Can a president now give pardons to further a crimes because of the court ruling on presidential immunity?

Buckeyeblue

(6,143 posts)
3. I think that is just an unwritten rule, more of a legal argument
Sun Dec 7, 2025, 12:25 PM
Sunday

The constitution doesn't put any limits on the President's ability to pardon. This was debated during the original constitutional convention. The argument against presidential pardons was that you could have a corrupt president who could pardon people complicit with his/her crimes (imagine that). The counter argument was that the ability to impeach and remove would serve as a check on the president who abused the pardon.

crud

(1,166 posts)
8. I remember the days when
Sun Dec 7, 2025, 06:44 PM
Sunday

a president wouldn't risk being impeached for bribery or obstruction of justice. Those days are long gone I guess.

newdeal2

(4,608 posts)
5. Congress is pretty irrelevant
Sun Dec 7, 2025, 03:14 PM
Sunday

Rightly or wrongly this SCOTUS will definitely give deference to presidential pardon power over any law Congress passes to limit it.

mr715

(2,522 posts)
7. Would it require an amendment
Sun Dec 7, 2025, 03:24 PM
Sunday

or could statue serve to constrain the terminology used in the Constitution?
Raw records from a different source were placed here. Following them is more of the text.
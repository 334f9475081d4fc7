//! Cancellation handles.
//!
//! A [`Disposable`] is the handle returned by every `subscribe` call. It also
//! records where the subscription is in its lifecycle:
//!
//! ```text
//! Unsubscribed -> Active -> { Completed | Errored | Disposed }
//! ```
//!
//! Terminal states are final. Reaching any of them runs the release action
//! exactly once, which is how teardown travels upstream to the producer.

use std::fmt;
use std::sync::atomic::{AtomicU8, Ordering};
use std::sync::{Arc, Mutex, MutexGuard, PoisonError};

/// Lifecycle of a single subscription.
#[derive(Debug, Clone, Copy, PartialEq, Eq, Hash)]
#[repr(u8)]
pub enum SubscriptionState {
    /// Nothing has subscribed yet.
    Unsubscribed = 0,
    /// Events are flowing.
    Active = 1,
    /// The source signalled completion.
    Completed = 2,
    /// The source, or a stage in between, signalled an error.
    Errored = 3,
    /// The consumer cancelled before natural termination.
    Disposed = 4,
}

impl SubscriptionState {
    fn from_u8(raw: u8) -> Self {
        match raw {
            0 => Self::Unsubscribed,
            1 => Self::Active,
            2 => Self::Completed,
            3 => Self::Errored,
            _ => Self::Disposed,
        }
    }

    /// Returns true for `Completed`, `Errored` and `Disposed`.
    pub const fn is_terminal(self) -> bool {
        matches!(self, Self::Completed | Self::Errored | Self::Disposed)
    }
}

type ReleaseAction = Box<dyn FnOnce() + Send>;

struct DisposableInner {
    state: AtomicU8,
    release: Mutex<Option<ReleaseAction>>,
}

/// Idempotent, thread-safe cancellation handle.
///
/// Clones share state: disposing any clone disposes all of them.
#[derive(Clone)]
pub struct Disposable {
    inner: Arc<DisposableInner>,
}

impl Disposable {
    /// Creates a handle that runs `release` when the subscription ends.
    pub fn new<F>(release: F) -> Self
    where
        F: FnOnce() + Send + 'static,
    {
        Self::with_release(Some(Box::new(release)))
    }

    /// Creates a handle with nothing to release.
    pub fn empty() -> Self {
        Self::with_release(None)
    }

    fn with_release(release: Option<ReleaseAction>) -> Self {
        Self {
            inner: Arc::new(DisposableInner {
                state: AtomicU8::new(SubscriptionState::Active as u8),
                release: Mutex::new(release),
            }),
        }
    }

    /// Cancels the subscription and releases upstream resources.
    ///
    /// Has no effect once the subscription reached a terminal state.
    pub fn dispose(&self) {
        if self.transition(SubscriptionState::Disposed) {
            tracing::trace!("subscription disposed");
            self.release();
        }
    }

    /// Returns true once the subscription reached any terminal state.
    pub fn is_disposed(&self) -> bool {
        self.state().is_terminal()
    }

    /// Returns the current lifecycle state.
    pub fn state(&self) -> SubscriptionState {
        SubscriptionState::from_u8(self.inner.state.load(Ordering::Acquire))
    }

    /// Hands the handle to a bag that disposes it when dropped.
    pub fn disposed_by(self, bag: &DisposeBag) {
        bag.insert(self);
    }

    /// Moves an active handle into `to`. Returns false if another terminal
    /// transition won.
    pub(crate) fn transition(&self, to: SubscriptionState) -> bool {
        self.inner
            .state
            .compare_exchange(
                SubscriptionState::Active as u8,
                to as u8,
                Ordering::AcqRel,
                Ordering::Acquire,
            )
            .is_ok()
    }

    /// Runs the release action, at most once over the handle's lifetime.
    pub(crate) fn release(&self) {
        let release = lock(&self.inner.release).take();
        if let Some(release) = release {
            release();
        }
    }

    /// Attaches the producer's handle once `subscribe` has returned it.
    ///
    /// The producer may have terminated the subscription synchronously while
    /// it was being set up, in which case `upstream` is released right away.
    pub(crate) fn bind(&self, upstream: Disposable) {
        let mut slot = lock(&self.inner.release);
        if self.is_disposed() {
            drop(slot);
            upstream.dispose();
        } else {
            *slot = Some(Box::new(move || upstream.dispose()));
        }
    }
}

impl fmt::Debug for Disposable {
    fn fmt(&self, f: &mut fmt::Formatter<'_>) -> fmt::Result {
        f.debug_struct("Disposable")
            .field("state", &self.state())
            .finish()
    }
}

/// Collects handles and disposes all of them when dropped.
#[derive(Default)]
pub struct DisposeBag {
    entries: Mutex<BagEntries>,
}

#[derive(Default)]
struct BagEntries {
    handles: Vec<Disposable>,
    disposed: bool,
}

impl DisposeBag {
    /// Creates an empty bag.
    pub fn new() -> Self {
        Self::default()
    }

    /// Adds a handle. A bag that was already disposed disposes it immediately.
    pub fn insert(&self, handle: Disposable) {
        let mut entries = lock(&self.entries);
        if entries.disposed {
            drop(entries);
            handle.dispose();
        } else {
            entries.handles.push(handle);
        }
    }

    /// Number of handles currently held.
    pub fn len(&self) -> usize {
        lock(&self.entries).handles.len()
    }

    /// Returns true if the bag holds no handles.
    pub fn is_empty(&self) -> bool {
        self.len() == 0
    }

    /// Disposes every held handle.
    pub fn dispose(&self) {
        let handles = {
            let mut entries = lock(&self.entries);
            entries.disposed = true;
            std::mem::take(&mut entries.handles)
        };
        for handle in handles {
            handle.dispose();
        }
    }
}

impl Drop for DisposeBag {
    fn drop(&mut self) {
        self.dispose();
    }
}

impl fmt::Debug for DisposeBag {
    fn fmt(&self, f: &mut fmt::Formatter<'_>) -> fmt::Result {
        f.debug_struct("DisposeBag")
            .field("len", &self.len())
            .finish()
    }
}

pub(crate) fn lock<T>(mutex: &Mutex<T>) -> MutexGuard<'_, T> {
    mutex.lock().unwrap_or_else(PoisonError::into_inner)
}

#[cfg(test)]
mod tests {
    use super::*;
    use std::sync::atomic::AtomicUsize;

    fn counting() -> (Disposable, Arc<AtomicUsize>) {
        let count = Arc::new(AtomicUsize::new(0));
        let counter = Arc::clone(&count);
        let handle = Disposable::new(move || {
            counter.fetch_add(1, Ordering::SeqCst);
        });
        (handle, count)
    }

    #[test]
    fn test_dispose_is_idempotent() {
        let (handle, count) = counting();
        assert_eq!(handle.state(), SubscriptionState::Active);

        handle.dispose();
        handle.clone().dispose();

        assert_eq!(count.load(Ordering::SeqCst), 1);
        assert_eq!(handle.state(), SubscriptionState::Disposed);
        assert!(handle.is_disposed());
    }

    #[test]
    fn test_terminal_state_is_final() {
        let (handle, count) = counting();
        assert!(handle.transition(SubscriptionState::Completed));
        handle.release();

        handle.dispose();
        assert!(!handle.transition(SubscriptionState::Errored));
        assert_eq!(handle.state(), SubscriptionState::Completed);
        assert_eq!(count.load(Ordering::SeqCst), 1);
    }

    #[test]
    fn test_bind_after_dispose_releases_upstream() {
        let handle = Disposable::empty();
        handle.dispose();

        let (upstream, count) = counting();
        handle.bind(upstream.clone());

        assert!(upstream.is_disposed());
        assert_eq!(count.load(Ordering::SeqCst), 1);
    }

    #[test]
    fn test_bind_then_dispose() {
        let handle = Disposable::empty();
        let (upstream, count) = counting();
        handle.bind(upstream.clone());
        assert!(!upstream.is_disposed());

        handle.dispose();
        assert!(upstream.is_disposed());
        assert_eq!(count.load(Ordering::SeqCst), 1);
    }

    #[test]
    fn test_dispose_bag_drop() {
        let (a, a_count) = counting();
        let (b, b_count) = counting();
        {
            let bag = DisposeBag::new();
            a.disposed_by(&bag);
            b.disposed_by(&bag);
            assert_eq!(bag.len(), 2);
        }
        assert_eq!(a_count.load(Ordering::SeqCst), 1);
        assert_eq!(b_count.load(Ordering::SeqCst), 1);
    }

    #[test]
    fn test_insert_into_disposed_bag() {
        let bag = DisposeBag::new();
        bag.dispose();

        let (handle, count) = counting();
        bag.insert(handle);
        assert!(bag.is_empty());
        assert_eq!(count.load(Ordering::SeqCst), 1);
    }
}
Federal pardon power is absolute - I think that is the case in most governments across the world but I don't know.

Mandating a specific number of pardons is a bad idea because you could easily imagine a scenario where a despot is overthrown and his or her successor would need to exercise a lot of pardoning or commutation.

The idea of Congressional review is interesting because it would permit an unlimited number of pardons and tie direct political consequences to unwise application of pardoning power. It would link the Congress to the choices made by the executive with regard to matters of crime and punishment that they are ordinarily relatively insulated.
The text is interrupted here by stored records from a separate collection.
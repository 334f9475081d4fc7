//! Subscription execution configuration.

use serde::{Deserialize, Serialize};
use std::time::Duration;

/// Configuration applied to every event of every subscription.
#[derive(Debug, Clone, PartialEq, Eq, Serialize, Deserialize)]
#[serde(default, rename_all = "camelCase")]
pub struct SubscriptionConfig {
    /// Timeout for a per-event resolver in milliseconds. `0` disables it.
    pub field_timeout_ms: u64,
    /// Log every event at `trace` level.
    pub trace_events: bool,
    /// Attach a `code` extension to field errors.
    pub include_error_codes: bool,
}

impl Default for SubscriptionConfig {
    fn default() -> Self {
        Self {
            field_timeout_ms: 30000,
            trace_events: false,
            include_error_codes: true,
        }
    }
}

impl SubscriptionConfig {
    /// Parses a configuration from JSON. Missing keys keep their defaults.
    pub fn from_json(json: &str) -> Result<Self, serde_json::Error> {
        serde_json::from_str(json)
    }

    /// Returns the resolver timeout, if enabled.
    pub fn field_timeout(&self) -> Option<Duration> {
        (self.field_timeout_ms > 0).then(|| Duration::from_millis(self.field_timeout_ms))
    }
}
//! Publish/subscribe hub feeding subscription fields.

use crate::event_stream::EventStream;
use crate::observable_stream::ObservableEventStream;
use rustc_hash::FxHashMap;
use rxgql_reactive::{Observable, PublishSubject, Subscriber};
use serde::de::DeserializeOwned;
use serde::Serialize;
use serde_json::Value;
use std::marker::PhantomData;
use std::sync::{Arc, PoisonError, RwLock};

/// A topic hub for subscription events.
///
/// Cloning shares the topics. Events published to a topic reach only the
/// subscriptions that are active at that moment. A topic lives as long as a
/// stream returned by [`subscribe`](Self::subscribe) or a subscription to it
/// does.
#[derive(Clone, Default)]
pub struct PubSub {
    channels: Arc<RwLock<FxHashMap<String, Arc<PublishSubject<Value>>>>>,
}

impl PubSub {
    pub fn new() -> Self {
        Self::default()
    }

    /// Publishes `event` to `topic`. Returns the number of receivers.
    pub fn publish(&self, topic: impl AsRef<str>, event: Value) -> usize {
        let subject = self
            .channels
            .read()
            .unwrap_or_else(PoisonError::into_inner)
            .get(topic.as_ref())
            .cloned();

        match subject {
            Some(subject) => subject.on_next(event),
            None => 0,
        }
    }

    /// Returns a stream of the events published to `topic`.
    ///
    /// The stream is lazy: it receives events once it is subscribed. Until
    /// then it keeps the topic registered.
    pub fn subscribe(&self, topic: impl Into<String>) -> ObservableEventStream<Value> {
        let subject = Arc::clone(
            self.channels
                .write()
                .unwrap_or_else(PoisonError::into_inner)
                .entry(topic.into())
                .or_default(),
        );
        ObservableEventStream::new(Observable::create(move |subscriber: Subscriber<Value>| {
            subject.as_observable().subscribe(subscriber)
        }))
    }

    pub fn topic_count(&self) -> usize {
        self.channels
            .read()
            .unwrap_or_else(PoisonError::into_inner)
            .len()
    }

    pub fn has_subscribers(&self, topic: &str) -> bool {
        self.channels
            .read()
            .unwrap_or_else(PoisonError::into_inner)
            .get(topic)
            .is_some_and(|subject| subject.has_observers())
    }

    /// Drops topics with neither subscriptions nor outstanding streams.
    pub fn cleanup(&self) {
        let mut channels = self.channels.write().unwrap_or_else(PoisonError::into_inner);
        let before = channels.len();
        channels.retain(|_, subject| Arc::strong_count(subject) > 1 || subject.has_observers());
        tracing::debug!(removed = before - channels.len(), "pubsub cleanup");
    }
}

impl std::fmt::Debug for PubSub {
    fn fmt(&self, f: &mut std::fmt::Formatter<'_>) -> std::fmt::Result {
        f.debug_struct("PubSub")
            .field("topics", &self.topic_count())
            .finish()
    }
}

/// A typed wrapper around PubSub for type-safe event publishing.
pub struct TypedPubSub<T> {
    inner: PubSub,
    topic: String,
    _phantom: PhantomData<fn() -> T>,
}

impl<T: Serialize + DeserializeOwned + Send + 'static> TypedPubSub<T> {
    pub fn new(pubsub: PubSub, topic: impl Into<String>) -> Self {
        Self {
            inner: pubsub,
            topic: topic.into(),
            _phantom: PhantomData,
        }
    }

    pub fn topic(&self) -> &str {
        &self.topic
    }

    pub fn publish(&self, event: &T) -> Result<usize, serde_json::Error> {
        let value = serde_json::to_value(event)?;
        Ok(self.inner.publish(&self.topic, value))
    }

    /// Returns a stream of decoded events.
    ///
    /// An event that does not decode as `T` ends the stream with a mapping
    /// error.
    pub fn subscribe(&self) -> ObservableEventStream<T> {
        self.inner
            .subscribe(self.topic.as_str())
            .try_transform(serde_json::from_value::<T>)
    }
}

impl<T> Clone for TypedPubSub<T> {
    fn clone(&self) -> Self {
        Self {
            inner: self.inner.clone(),
            topic: self.topic.clone(),
            _phantom: PhantomData,
        }
    }
}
There would also be an administrative solution. Pardon power is unlimited and absolute, but it must specifically list the crime, the name, the context, etc. or otherwise be invalid. Instead of Trump giving a blanket pardon to 2000 people, he'd have to process 2000 individual pardons and each pardon would apply only to one offense.

"I, President Trump, do hereby pardon X for the crime of sedition and insurrection" really brings the issue to a head, and having to do that 2000 times via official channels.

There are other pardons I object to that are not limited to one party, and I think that administrative/political poison solution might've obviated them as well.